By: John Ouellette, AYSO National Coach / Technical Director
Many of you read a recent article that said heading in soccer could cause some brain damage. Never has one story provoked so many calls to the Coaching Department at the National Support Center of AYSO. Reaction such as “Is it true?” and “What position has AYSO taken?”
The AYSO Education Department and the AYSO Coaching Technical Committee believe that heading is part of the game of soccer, and it should be introduced and taught properly to players at the appropriate age and time. Introduction of heading at an early age or improper heading at any age may be linked to certain kinds of temporary or long term effects.
While scientific evidence is preliminary, some studies indicate that young players who head too early in their physical development are susceptible to potential risks, including risks to the skull, neck, and spine. In addition, soft and connective tissues, such as those associated with the brain, may be affected under some circumstances, too.
“Improper” heading at any age may expose a player to risk.
Studies indicate soccer is not the leading source of sports injuries to the head and neck, so the act of heading should be regarded within a complete context of risk. Studies do indicate that head-to-head contact among players, head contact with the ground, and head contact with goal posts and other associated playing equipment pose a greater risk than the simple act of heading the ball. These kinds of risk are associated with most outdoor team sports.
AYSO does not recommend heading below the age of ten.
Coaches are not encouraged to teach or practice heading at these early ages.
As the level of play advances and the participants skills increase, the proper heading techniques need to be introduced to prepare the player for proper execution. Proper techniques can first be learned through the use of rag, nerf, and inflatable balls, thus avoiding unnecessary, repetitive heading of a regulation soccer ball.

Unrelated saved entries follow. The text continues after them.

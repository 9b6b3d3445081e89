//! Axis-aligned bounding boxes

use crate::foundation::math::{utils, Mat4, Vec3};
use serde::{Deserialize, Serialize};

/// Axis-Aligned Bounding Box for spatial queries
///
/// Invariant: `min <= max` component-wise. [`AABB::new`] sorts its inputs so
/// the invariant holds regardless of argument order; [`AABB::empty`] is the
/// only deliberately inverted box and exists as a merge accumulator.
#[derive(Debug, Clone, Copy, PartialEq, Serialize, Deserialize)]
pub struct AABB {
    /// Minimum corner of the bounding box
    pub min: Vec3,
    /// Maximum corner of the bounding box
    pub max: Vec3,
}

impl AABB {
    /// Create a new AABB from two opposite corners
    pub fn new(a: Vec3, b: Vec3) -> Self {
        Self {
            min: a.inf(&b),
            max: a.sup(&b),
        }
    }

    /// Create an AABB centered at a point with given half-extents
    pub fn from_center_extents(center: Vec3, extents: Vec3) -> Self {
        let extents = extents.abs();
        Self {
            min: center - extents,
            max: center + extents,
        }
    }

    /// Inverted box that any merge or expansion replaces
    pub fn empty() -> Self {
        Self {
            min: Vec3::repeat(f32::INFINITY),
            max: Vec3::repeat(f32::NEG_INFINITY),
        }
    }

    /// Smallest box enclosing all the given points
    pub fn from_points<'a>(points: impl IntoIterator<Item = &'a Vec3>) -> Self {
        let mut aabb = Self::empty();
        for point in points {
            aabb.expand_point(point);
        }
        aabb
    }

    /// Whether `min <= max` holds on every axis
    pub fn is_valid(&self) -> bool {
        self.min.x <= self.max.x && self.min.y <= self.max.y && self.min.z <= self.max.z
    }

    /// Get the center of the AABB
    pub fn center(&self) -> Vec3 {
        (self.min + self.max) * 0.5
    }

    /// Get the extents (half-size) of the AABB
    pub fn extents(&self) -> Vec3 {
        (self.max - self.min) * 0.5
    }

    /// Full edge lengths of the AABB
    pub fn size(&self) -> Vec3 {
        self.max - self.min
    }

    /// Radius of the sphere through the corners (length of the half-extents)
    pub fn radius(&self) -> f32 {
        self.extents().norm()
    }

    /// Surface area, zero for empty boxes
    pub fn surface_area(&self) -> f32 {
        if !self.is_valid() {
            return 0.0;
        }
        let d = self.size();
        2.0 * (d.x * d.y + d.y * d.z + d.z * d.x)
    }

    /// Index of the axis with the greatest extent (0 = x, 1 = y, 2 = z)
    pub fn longest_axis(&self) -> usize {
        let d = self.size();
        if d.x >= d.y && d.x >= d.z {
            0
        } else if d.y >= d.z {
            1
        } else {
            2
        }
    }

    /// Smallest box enclosing both boxes
    #[must_use]
    pub fn merge(&self, other: &AABB) -> AABB {
        AABB {
            min: self.min.inf(&other.min),
            max: self.max.sup(&other.max),
        }
    }

    /// Grow this box to include a point
    pub fn expand_point(&mut self, point: &Vec3) {
        self.min = self.min.inf(point);
        self.max = self.max.sup(point);
    }

    /// Check if this AABB contains a point (boundary inclusive)
    pub fn contains_point(&self, point: Vec3) -> bool {
        point.x >= self.min.x && point.x <= self.max.x &&
        point.y >= self.min.y && point.y <= self.max.y &&
        point.z >= self.min.z && point.z <= self.max.z
    }

    /// Check if this AABB fully contains another AABB
    pub fn contains_aabb(&self, other: &AABB) -> bool {
        self.contains_point(other.min) && self.contains_point(other.max)
    }

    /// Check if this AABB intersects another AABB
    pub fn intersects(&self, other: &AABB) -> bool {
        self.min.x <= other.max.x && self.max.x >= other.min.x &&
        self.min.y <= other.max.y && self.max.y >= other.min.y &&
        self.min.z <= other.max.z && self.max.z >= other.min.z
    }

    /// Check if this AABB intersects a sphere
    pub fn intersects_sphere(&self, center: Vec3, radius: f32) -> bool {
        let closest = center.sup(&self.min).inf(&self.max);
        (closest - center).norm_squared() <= radius * radius
    }

    /// The eight corners, bit 0/1/2 of the index selecting max on x/y/z
    pub fn corners(&self) -> [Vec3; 8] {
        let mut corners = [Vec3::zeros(); 8];
        for (i, corner) in corners.iter_mut().enumerate() {
            *corner = Vec3::new(
                if i & 1 != 0 { self.max.x } else { self.min.x },
                if i & 2 != 0 { self.max.y } else { self.min.y },
                if i & 4 != 0 { self.max.z } else { self.min.z },
            );
        }
        corners
    }

    /// Transform by a matrix, recomputed from the 8 transformed corners
    ///
    /// The result is conservative, not tight: a rotated box grows.
    #[must_use]
    pub fn transform(&self, matrix: &Mat4) -> AABB {
        let corners = self.corners().map(|c| utils::transform_point(matrix, &c));
        AABB::from_points(corners.iter())
    }

    /// Slab test against a ray
    ///
    /// Returns the entry distance in units of `ray_dir`, or 0 when the origin
    /// is inside. Faces count as inside, so a ray running along a face hits.
    pub fn intersect_ray(&self, ray_origin: Vec3, ray_dir: Vec3) -> Option<f32> {
        let mut t_enter = f32::NEG_INFINITY;
        let mut t_exit = f32::INFINITY;

        for axis in 0..3 {
            let (origin, dir) = (ray_origin[axis], ray_dir[axis]);
            let (lo, hi) = (self.min[axis], self.max[axis]);
            if dir == 0.0 {
                // Parallel to this slab: inside it for the whole ray or never
                if origin < lo || origin > hi {
                    return None;
                }
                continue;
            }
            let inv = 1.0 / dir;
            let (t0, t1) = ((lo - origin) * inv, (hi - origin) * inv);
            t_enter = t_enter.max(t0.min(t1));
            t_exit = t_exit.min(t0.max(t1));
        }

        (t_exit >= t_enter && t_exit >= 0.0).then(|| t_enter.max(0.0))
    }
}

impl Default for AABB {
    fn default() -> Self {
        Self::new(Vec3::zeros(), Vec3::zeros())
    }
}

#[cfg(test)]
mod tests {
    use super::*;
    use approx::assert_relative_eq;

    fn unit_box() -> AABB {
        AABB::new(Vec3::new(-1.0, -1.0, -1.0), Vec3::new(1.0, 1.0, 1.0))
    }

    #[test]
    fn test_new_orders_corners() {
        let aabb = AABB::new(Vec3::new(2.0, -1.0, 5.0), Vec3::new(-2.0, 3.0, 1.0));
        assert_eq!(aabb.min, Vec3::new(-2.0, -1.0, 1.0));
        assert_eq!(aabb.max, Vec3::new(2.0, 3.0, 5.0));
        assert!(aabb.is_valid());
    }

    #[test]
    fn test_derived_quantities() {
        let aabb = AABB::new(Vec3::new(0.0, 0.0, 0.0), Vec3::new(2.0, 4.0, 6.0));
        assert_eq!(aabb.center(), Vec3::new(1.0, 2.0, 3.0));
        assert_eq!(aabb.extents(), Vec3::new(1.0, 2.0, 3.0));
        assert_relative_eq!(aabb.radius(), 14.0_f32.sqrt());
        assert_relative_eq!(aabb.surface_area(), 2.0 * (8.0 + 24.0 + 12.0));
        assert_eq!(aabb.longest_axis(), 2);
    }

    #[test]
    fn test_merge_and_containment() {
        let a = unit_box();
        let b = AABB::new(Vec3::new(3.0, 3.0, 3.0), Vec3::new(4.0, 4.0, 4.0));
        let merged = a.merge(&b);
        assert!(merged.contains_aabb(&a));
        assert!(merged.contains_aabb(&b));
        assert!(!a.intersects(&b));
        assert!(merged.contains_point(Vec3::new(2.0, 2.0, 2.0)));
    }

    #[test]
    fn test_empty_is_merge_identity() {
        let merged = AABB::empty().merge(&unit_box());
        assert_eq!(merged, unit_box());
        assert_eq!(AABB::empty().surface_area(), 0.0);
    }

    #[test]
    fn test_transform_is_conservative() {
        let rotation = Mat4::from_euler_angles(0.0, std::f32::consts::FRAC_PI_4, 0.0);
        let moved = Mat4::new_translation(&Vec3::new(10.0, 0.0, 0.0)) * rotation;
        let transformed = unit_box().transform(&moved);
        for corner in unit_box().corners() {
            let p = utils::transform_point(&moved, &corner);
            assert!(transformed.min.x <= p.x + 1e-5 && transformed.max.x >= p.x - 1e-5);
        }
        assert_relative_eq!(transformed.center().x, 10.0, epsilon = 1e-5);
        assert!(transformed.extents().x > 1.0);
    }

    #[test]
    fn test_sphere_intersection() {
        let aabb = unit_box();
        assert!(aabb.intersects_sphere(Vec3::new(2.0, 0.0, 0.0), 1.5));
        assert!(!aabb.intersects_sphere(Vec3::new(3.0, 0.0, 0.0), 1.5));
    }

    #[test]
    fn test_ray_intersection() {
        let aabb = unit_box();
        let hit = aabb.intersect_ray(Vec3::new(-5.0, 0.0, 0.0), Vec3::new(1.0, 0.0, 0.0));
        assert_relative_eq!(hit.unwrap(), 4.0);
        assert!(aabb.intersect_ray(Vec3::new(-5.0, 3.0, 0.0), Vec3::new(1.0, 0.0, 0.0)).is_none());
        assert_eq!(aabb.intersect_ray(Vec3::zeros(), Vec3::new(0.0, 1.0, 0.0)), Some(0.0));
    }

    #[test]
    fn test_ray_along_face_hits() {
        let aabb = unit_box();
        let top = aabb.max.y;
        let hit = aabb.intersect_ray(Vec3::new(-5.0, top, 0.0), Vec3::new(1.0, 0.0, 0.0));
        assert_relative_eq!(hit.unwrap(), 5.0 + aabb.min.x);

        let corner = aabb.intersect_ray(Vec3::new(aabb.max.x, top, -5.0), Vec3::new(0.0, 0.0, 1.0));
        assert!(corner.is_some());
        assert!(aabb
            .intersect_ray(Vec3::new(-5.0, top + 1e-3, 0.0), Vec3::new(1.0, 0.0, 0.0))
            .is_none());
    }
}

When a real soccer ball is used to simulate game conditions during practice, its use should be of limited duration and repetition. Players who demonstrate a fear of the ball should be shown appropriate ball control techniques that do not force them to head the ball before they are ready.
Heading represents a player’s earliest opportunity to play an air ball. It also causes more apprehension than any other soccer skill, particularly with younger players. Therefore, the coach needs to be concerned with the apprehension and the poor technique which may result. A general rule of thumb to follow is to start teaching heading when a players show an interest, not when the coach thinks it should be taught.
Teach the skill of heading correctly. Remember to use a Nerf®-type ball, a rag ball, or an under inflated ball to start heading for the comfort and security of young players.
Teach your players to prepare to head the ball using the following reminders:
- keep your eye on the ball.
- place your body so that your forehead will meet the ball.
- take a comfortable stance with knees bent.
- keep your eyes open.
- keep your mouth closed.
- keep your chin tucked.
- keep a rigid neck.
- use your arms for balance.
Teach your players how to contact the ball using the following techniques:
- contact the ball with the forehead.
- your legs should propel your body from your waist to head the ball.
- your neck should be kept rigid.
- follow through toward the target.
- you head the ball, put your body back into a position where you can then go to the next move.
- Never have an unwilling player head the ball. He or she will not head in a game, why force them to at practice?
- Don’t have children do headers over and over again.
- introduce heading at an appropriate age level,
- teach the skill correctly,
- never force a player to head the ball,
- limit the amount of times a child heads the ball.